Your version of this process may vary based on roles, systems, data, and approval paths. Moxo’s flow builder can be configured with AI agents, conditional branching, dynamic data references, and sophisticated logic to match how your organization runs this workflow. The steps below illustrate one example.
Requirements drafting and submission
The process begins when a product manager submits a requirements document that includes the problem statement, proposed solution, user stories or acceptance criteria, success metrics, and strategic rationale. An AI Agent may assist by checking the submission for completeness, flagging missing acceptance criteria, and identifying whether similar requirements have been proposed or delivered previously.
Technical feasibility and effort assessment
The requirements are routed to engineering leads and a technical architect for feasibility review. This includes evaluating the technical approach, estimating effort and timeline, identifying dependencies on other systems or teams, and flagging any technical risks or constraints. If the requirements are not technically feasible as written, engineering provides feedback and alternative approaches for the product manager to consider.
Design and user experience review
In parallel with technical review, design leads evaluate the requirements for user experience implications. This includes assessing whether the proposed solution aligns with design patterns, whether user research supports the approach, and whether the requirements create inconsistencies in the product experience. Design feedback is captured alongside the requirements and technical assessment.

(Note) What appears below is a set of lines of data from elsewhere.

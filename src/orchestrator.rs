//! Sweep orchestrator
//!
//! Drives the (persona x tier) double loop, persona-major and tier-minor,
//! and assembles the [`NightlyReport`]. A trial that cannot run is counted
//! as failed and the sweep moves on; nothing below this level aborts a run.

use std::sync::Arc;
use std::time::Instant;

use chrono::Utc;
use tracing::{error, info, warn};

use crate::cli::RunConfiguration;
use crate::error::{Error, Result};
use crate::persona::{Persona, PersonaLookup};
use crate::report::{NightlyReport, RunSummary};
use crate::results::SimulationResult;
use crate::tiers::{ModelTierConfig, TierRegistry};
use crate::trial::TrialExecutor;

/// What happened to one (persona, tier) pair
#[derive(Debug)]
pub enum TrialOutcome {
    Completed(SimulationResult),
    Failed {
        persona_id: String,
        tier: String,
        error: Error,
    },
}

impl TrialOutcome {
    pub fn passed(&self) -> bool {
        matches!(self, TrialOutcome::Completed(result) if result.summary.passed)
    }
}

/// Running counters for progress lines
#[derive(Debug, Default, Clone, Copy, PartialEq, Eq)]
struct SweepCounters {
    completed: usize,
    passed: usize,
    failed: usize,
}

impl SweepCounters {
    fn record(&mut self, outcome: &TrialOutcome) {
        self.completed += 1;
        if outcome.passed() {
            self.passed += 1;
        } else {
            self.failed += 1;
        }
    }
}

pub struct SweepOrchestrator {
    executor: TrialExecutor,
    tiers: TierRegistry,
    personas: Arc<dyn PersonaLookup>,
}

impl SweepOrchestrator {
    pub fn new(executor: TrialExecutor, tiers: TierRegistry, personas: Arc<dyn PersonaLookup>) -> Self {
        Self {
            executor,
            tiers,
            personas,
        }
    }

    /// Run the whole sweep. Never fails; every problem ends up in the counters.
    pub async fn run(&self, config: &RunConfiguration) -> NightlyReport {
        let started_at = Utc::now();
        let started = Instant::now();

        let personas = self.select_personas(&config.selected_maestri_ids);
        let total = personas.len() * config.selected_tiers.len();

        let resolution = self.tiers.resolve(&config.selected_tiers);
        for code in &resolution.unknown {
            error!(tier = %code, known = ?self.tiers.codes(), "Unknown model tier, its trials will fail");
        }

        info!(
            personas = personas.len(),
            tiers = config.selected_tiers.len(),
            queries = self.executor.catalog().len(),
            dry_run = config.dry_run,
            "Starting nightly sweep"
        );

        let mut counters = SweepCounters::default();
        let mut results = Vec::new();

        for persona in &personas {
            for code in &config.selected_tiers {
                let position = counters.completed + 1;
                if config.verbose {
                    println!("[{}/{}] {} × {}", position, total, persona.display_name, code);
                }

                let outcome = self.run_pair(persona, code, config.verbose).await;
                counters.record(&outcome);
                println!("{}", format_progress_line(position, total, persona, code, &outcome));

                match outcome {
                    TrialOutcome::Completed(result) => results.push(result),
                    TrialOutcome::Failed { persona_id, tier, error } => {
                        error!(
                            persona = %persona_id,
                            tier = %tier,
                            error = %error.format_for_log(),
                            "Trial failed"
                        );
                    }
                }
            }
        }

        let summary = RunSummary {
            total_simulations: counters.passed + counters.failed,
            passed_simulations: counters.passed,
            failed_simulations: counters.failed,
            total_duration_ms: started.elapsed().as_millis() as u64,
        };

        info!(
            total = summary.total_simulations,
            passed = summary.passed_simulations,
            failed = summary.failed_simulations,
            duration_ms = summary.total_duration_ms,
            "Nightly sweep finished"
        );

        NightlyReport::new(started_at, config.clone(), results, summary)
    }

    /// Personas in request order; unknown ids are logged and skipped.
    fn select_personas(&self, ids: &[String]) -> Vec<Persona> {
        if ids.is_empty() {
            return self.personas.get_all_personas();
        }

        ids.iter()
            .filter_map(|id| {
                let persona = self.personas.get_persona_by_id(id);
                if persona.is_none() {
                    error!(persona = %id, "{}", Error::PersonaNotFound { id: id.clone() });
                }
                persona
            })
            .collect()
    }

    async fn run_pair(&self, persona: &Persona, code: &str, verbose: bool) -> TrialOutcome {
        match self.try_run_pair(persona, code, verbose).await {
            Ok(result) => TrialOutcome::Completed(result),
            Err(error) => TrialOutcome::Failed {
                persona_id: persona.id.clone(),
                tier: code.to_string(),
                error,
            },
        }
    }

    async fn try_run_pair(&self, persona: &Persona, code: &str, verbose: bool) -> Result<SimulationResult> {
        let tier: &ModelTierConfig = self.tiers.get(code)?;
        let result = self.executor.run_trial(persona, tier, verbose).await?;
        if !result.summary.passed {
            warn!(
                persona = %persona.id,
                tier = %code,
                failed = result.summary.failed_tests,
                "Simulation failed"
            );
        }
        Ok(result)
    }
}

fn format_progress_line(position: usize, total: usize, persona: &Persona, code: &str, outcome: &TrialOutcome) -> String {
    match outcome {
        TrialOutcome::Completed(result) => format!(
            "[{}/{}] {} × {} {} {}/{} ({}ms)",
            position,
            total,
            persona.display_name,
            code,
            if result.summary.passed { "✓" } else { "✗" },
            result.summary.passed_tests,
            result.summary.total_tests,
            result.duration_ms
        ),
        TrialOutcome::Failed { error, .. } => format!(
            "[{}/{}] {} × {} ✗ error: {}",
            position, total, persona.display_name, code, error
        ),
    }
}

Prioritization and authorization
With feasibility and design review complete, the requirements package is presented to the product leadership team or executive sponsor for prioritization. The decision-maker reviews the complete package, including the requirements, feasibility assessment, effort estimate, design feedback, and strategic rationale. Requirements may be approved for the current roadmap, deferred to a future cycle, or returned for rescoping. The prioritization decision and its rationale are documented.
Handoff to development
Once approved, the requirements are formalized and handed off to the development team with the full context of the review, including any conditions or scope adjustments agreed during approval. The approved requirements, review history, and authorization decision are retained as a structured product record that development can reference throughout implementation.
This process commonly relies on inputs such as the requirements document or feature specification, user research, competitive analysis, technical architecture diagrams, and roadmap priorities. It may be triggered by a product planning cycle, a customer escalation, or a strategic initiative. Systems such as Jira, Productboard, Confluence, or Aha! may provide requirements data, backlog context, and roadmap alignment.
Key decision points include whether the requirements are complete and clearly defined with measurable acceptance criteria, whether the proposed solution is technically feasible within the available timeline and resources, whether the requirement aligns with the current product strategy and roadmap priorities, and whether the scope should be adjusted based on feasibility or design feedback.
Ambiguous acceptance criteria, when requirements lack measurable success conditions, leading to disagreements during development about what constitutes completion. Underestimated dependencies, when cross-system or cross-team dependencies are not identified during feasibility review, causing delays during implementation. Scope creep during development, when approved requirements are informally expanded after authorization without returning through the approval process. Disconnected prioritization, when requirements are approved individually without evaluating their relative priority against competing development needs.
Orchestrates the full requirements approval lifecycle from submission through technical feasibility, design review, prioritization, and development handoff in a single coordinated process.
AI Agents check requirements for completeness and surface related prior work so reviewers evaluate each submission with full context rather than starting from scratch.
Enables parallel engineering and design reviews so technical feasibility and user experience feedback are gathered simultaneously rather than sequentially.
Extends existing product management and development tools such as Jira, Productboard, or Confluence by connecting backlog data and roadmap priorities directly into the approval workflow.
Captures a complete record of every submission, review, and prioritization decision so product teams can trace any approved requirement back to its strategic rationale and authorization chain.